Instructions to follow:
How many lines below contain the word "Some"? Give only the number.

____________________

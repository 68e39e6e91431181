//! Error types for Gridtile.
//!
//! Module errors convert into [`GridtileError`], which serializes as a
//! `{"kind", "message"}` object for JSON output.

use serde::Serialize;
use thiserror::Error;

use crate::config::ConfigError;
use crate::modules::effects::ApplyError;
use crate::modules::layout::{BlueprintError, SessionError};
use crate::modules::persistence::{PersistenceError, StoreError};

/// Errors surfaced by the CLI and library entry points.
#[derive(Debug, Error, Serialize)]
#[serde(tag = "kind", content = "message")]
pub enum GridtileError {
    /// Invalid command arguments.
    #[error("{0}")]
    InvalidArguments(String),
    /// Configuration error.
    #[error("Configuration error: {0}")]
    ConfigError(String),
    /// A blueprint failed validation.
    #[error("Blueprint error: {0}")]
    BlueprintError(String),
    /// Session could not be created or a blueprint was not found.
    #[error("Layout error: {0}")]
    LayoutError(String),
    /// Saving or loading a layout failed.
    #[error("Persistence error: {0}")]
    PersistenceError(String),
    /// Window apply failed to start.
    #[error("Window apply error: {0}")]
    ApplyError(String),
    /// IO error.
    #[error("IO error: {0}")]
    IoError(String),
    /// Generic command error.
    #[error("{0}")]
    CommandError(String),
}

impl From<std::io::Error> for GridtileError {
    fn from(err: std::io::Error) -> Self { Self::IoError(err.to_string()) }
}

impl From<serde_json::Error> for GridtileError {
    fn from(err: serde_json::Error) -> Self { Self::CommandError(err.to_string()) }
}

impl From<ConfigError> for GridtileError {
    fn from(err: ConfigError) -> Self { Self::ConfigError(err.to_string()) }
}

impl From<BlueprintError> for GridtileError {
    fn from(err: BlueprintError) -> Self { Self::BlueprintError(err.to_string()) }
}

impl From<SessionError> for GridtileError {
    fn from(err: SessionError) -> Self { Self::LayoutError(err.to_string()) }
}

impl From<PersistenceError> for GridtileError {
    fn from(err: PersistenceError) -> Self { Self::PersistenceError(err.to_string()) }
}

impl From<StoreError> for GridtileError {
    fn from(err: StoreError) -> Self { Self::PersistenceError(err.to_string()) }
}

impl From<ApplyError> for GridtileError {
    fn from(err: ApplyError) -> Self { Self::ApplyError(err.to_string()) }
}

impl From<String> for GridtileError {
    fn from(msg: String) -> Self { Self::CommandError(msg) }
}

impl From<&str> for GridtileError {
    fn from(msg: &str) -> Self { Self::CommandError(msg.to_string()) }
}
//! Application-wide constants.

/// Application name, used for config and data directories.
pub const APP_NAME: &str = "gridtile";

/// Default prefix for persisted layout keys (`"<namespace>:<blueprintId>"`).
pub const DEFAULT_STORAGE_NAMESPACE: &str = "gridtile";

/// Environment variable holding the log filter.
pub const LOG_ENV_VAR: &str = "GRIDTILE_LOG";

/// Analog stick magnitude at or below which input is ignored.
pub const DEFAULT_DEADZONE: f64 = 0.3;

/// Minimum time between repeated stick commands while a stick is held (ms).
pub const DEFAULT_REPEAT_INTERVAL_MS: u64 = 220;

/// Upper bound applied to spans while resizing, before validation.
pub const MAX_SPAN_CLAMP: i32 = 100;

/// Largest accepted row or column count of a blueprint grid.
pub const MAX_GRID_DIMENSION: i32 = 100;

/// Default viewport used for pixel rectangles.
pub const DEFAULT_VIEWPORT_WIDTH: f64 = 1920.0;
pub const DEFAULT_VIEWPORT_HEIGHT: f64 = 1080.0;
//! Directional focus navigation.
//!
//! Picks the tile to focus next when moving from a source tile in a compass
//! direction. Candidates must lie strictly on the requested side of the
//! source center (with a small tolerance), and are scored by distance plus a
//! penalty for drifting off the movement axis.

use std::fmt;
use std::str::FromStr;

use serde::{Deserialize, Serialize};

use super::blueprint::Tile;

/// Minimum center offset along the movement axis for a candidate to count.
pub const DIRECTION_TOLERANCE: f64 = 0.1;

/// Weight of the perpendicular offset in the candidate score.
pub const PERPENDICULAR_WEIGHT: f64 = 0.5;

/// A compass direction in grid space (rows grow downwards).
#[derive(Clone, Copy, Debug, PartialEq, Eq, Hash, Serialize, Deserialize)]
#[serde(rename_all = "lowercase")]
pub enum Direction {
    Left,
    Right,
    Up,
    Down,
}

impl Direction {
    /// All directions in a fixed order.
    pub const ALL: [Self; 4] = [Self::Left, Self::Right, Self::Up, Self::Down];

    /// Unit step as `(d_row, d_col)`.
    #[must_use]
    pub const fn delta(self) -> (i32, i32) {
        match self {
            Self::Left => (0, -1),
            Self::Right => (0, 1),
            Self::Up => (-1, 0),
            Self::Down => (1, 0),
        }
    }

    /// Returns `true` for left and right.
    #[must_use]
    pub const fn is_horizontal(self) -> bool { matches!(self, Self::Left | Self::Right) }

    /// The name used in logs and key scripts.
    #[must_use]
    pub const fn as_str(self) -> &'static str {
        match self {
            Self::Left => "left",
            Self::Right => "right",
            Self::Up => "up",
            Self::Down => "down",
        }
    }
}

impl fmt::Display for Direction {
    fn fmt(&self, f: &mut fmt::Formatter<'_>) -> fmt::Result { f.write_str(self.as_str()) }
}

impl FromStr for Direction {
    type Err = String;

    fn from_str(s: &str) -> Result<Self, Self::Err> {
        match s.to_lowercase().as_str() {
            "left" => Ok(Self::Left),
            "right" => Ok(Self::Right),
            "up" => Ok(Self::Up),
            "down" => Ok(Self::Down),
            _ => Err(format!(
                "Invalid direction '{s}'. Expected 'left', 'right', 'up', or 'down'."
            )),
        }
    }
}

/// Finds the best tile to focus when moving from `from_id` towards `direction`.
///
/// Returns `None` if the source tile does not exist or no tile lies strictly
/// on the requested side. Equal scores keep the earliest tile in `tiles`.
#[must_use]
pub fn nearest_in_direction<'a>(
    from_id: &str,
    direction: Direction,
    tiles: &'a [Tile],
) -> Option<&'a str> {
    let source = tiles.iter().find(|t| t.id == from_id)?;
    let (source_y, source_x) = source.rect.center();

    let mut best: Option<(&'a str, f64)> = None;

    for tile in tiles.iter().filter(|t| t.id != from_id) {
        let (y, x) = tile.rect.center();
        let dx = x - source_x;
        let dy = y - source_y;

        let on_side = match direction {
            Direction::Left => dx <= -DIRECTION_TOLERANCE,
            Direction::Right => dx >= DIRECTION_TOLERANCE,
            Direction::Up => dy <= -DIRECTION_TOLERANCE,
            Direction::Down => dy >= DIRECTION_TOLERANCE,
        };
        if !on_side {
            continue;
        }

        let perpendicular = if direction.is_horizontal() { dy.abs() } else { dx.abs() };
        let score = dx.hypot(dy) + perpendicular * PERPENDICULAR_WEIGHT;

        if best.is_none_or(|(_, best_score)| score < best_score) {
            best = Some((tile.id.as_str(), score));
        }
    }

    best.map(|(id, _)| id)
}

#[cfg(test)]
mod tests {
    use super::*;
    use crate::modules::layout::blueprint::CellRect;
    use crate::modules::layout::presets::builtin_blueprints;

    fn tile(id: &str, row: i32, col: i32, row_span: i32, col_span: i32) -> Tile {
        Tile::new(id, id, CellRect::new(row, col, row_span, col_span), "#fff")
    }

    #[test]
    fn test_right_neighbor() {
        let tiles = vec![tile("a", 1, 1, 1, 1), tile("b", 1, 2, 1, 1)];
        assert_eq!(nearest_in_direction("a", Direction::Right, &tiles), Some("b"));
        assert_eq!(nearest_in_direction("b", Direction::Left, &tiles), Some("a"));
    }

    #[test]
    fn test_none_when_nothing_on_that_side() {
        let tiles = vec![tile("a", 1, 1, 1, 1), tile("b", 1, 2, 1, 1)];
        assert_eq!(nearest_in_direction("a", Direction::Left, &tiles), None);
        assert_eq!(nearest_in_direction("a", Direction::Up, &tiles), None);
        assert_eq!(nearest_in_direction("a", Direction::Down, &tiles), None);
    }

    #[test]
    fn test_unknown_source() {
        let tiles = vec![tile("a", 1, 1, 1, 1)];
        assert_eq!(nearest_in_direction("zzz", Direction::Right, &tiles), None);
    }

    #[test]
    fn test_never_returns_source() {
        let blueprints = builtin_blueprints();
        for bp in &blueprints {
            for t in &bp.tiles {
                for dir in Direction::ALL {
                    assert_ne!(nearest_in_direction(&t.id, dir, &bp.tiles), Some(t.id.as_str()));
                }
            }
        }
    }

    #[test]
    fn test_within_tolerance_is_not_on_side() {
        // centers share the same column: not "right" of each other
        let tiles = vec![tile("a", 1, 1, 1, 2), tile("b", 2, 1, 1, 2)];
        assert_eq!(nearest_in_direction("a", Direction::Right, &tiles), None);
        assert_eq!(nearest_in_direction("a", Direction::Down, &tiles), Some("b"));
    }

    #[test]
    fn test_prefers_aligned_over_diagonal() {
        // c is diagonal but closer; b is aligned but further away
        let tiles = vec![
            tile("a", 2, 1, 1, 1),
            tile("c", 1, 2, 1, 1),
            tile("b", 2, 3, 1, 1),
        ];
        // c: dist sqrt(2)=1.414 + 0.5 = 1.914; b: 2.0 + 0 = 2.0
        assert_eq!(nearest_in_direction("a", Direction::Right, &tiles), Some("c"));

        let tiles = vec![
            tile("a", 2, 1, 1, 1),
            tile("c", 1, 3, 1, 1),
            tile("b", 2, 3, 1, 1),
        ];
        assert_eq!(nearest_in_direction("a", Direction::Right, &tiles), Some("b"));
    }

    #[test]
    fn test_ties_keep_input_order() {
        let tiles = vec![
            tile("a", 2, 1, 1, 1),
            tile("up", 1, 2, 1, 1),
            tile("down", 3, 2, 1, 1),
        ];
        assert_eq!(nearest_in_direction("a", Direction::Right, &tiles), Some("up"));
    }

    #[test]
    fn test_dashboard_navigation() {
        let bp = builtin_blueprints().remove(0);
        assert_eq!(nearest_in_direction("sys", Direction::Down, &bp.tiles), Some("notes"));
        assert_eq!(nearest_in_direction("notes", Direction::Down, &bp.tiles), Some("tasks"));
        assert_eq!(nearest_in_direction("tasks", Direction::Left, &bp.tiles), Some("feed"));
        assert_eq!(nearest_in_direction("feed", Direction::Up, &bp.tiles), Some("sys"));
    }

    #[test]
    fn test_direction_from_str() {
        assert_eq!("LEFT".parse::<Direction>(), Ok(Direction::Left));
        assert!("sideways".parse::<Direction>().is_err());
    }
}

____________________

Reply to the task:
12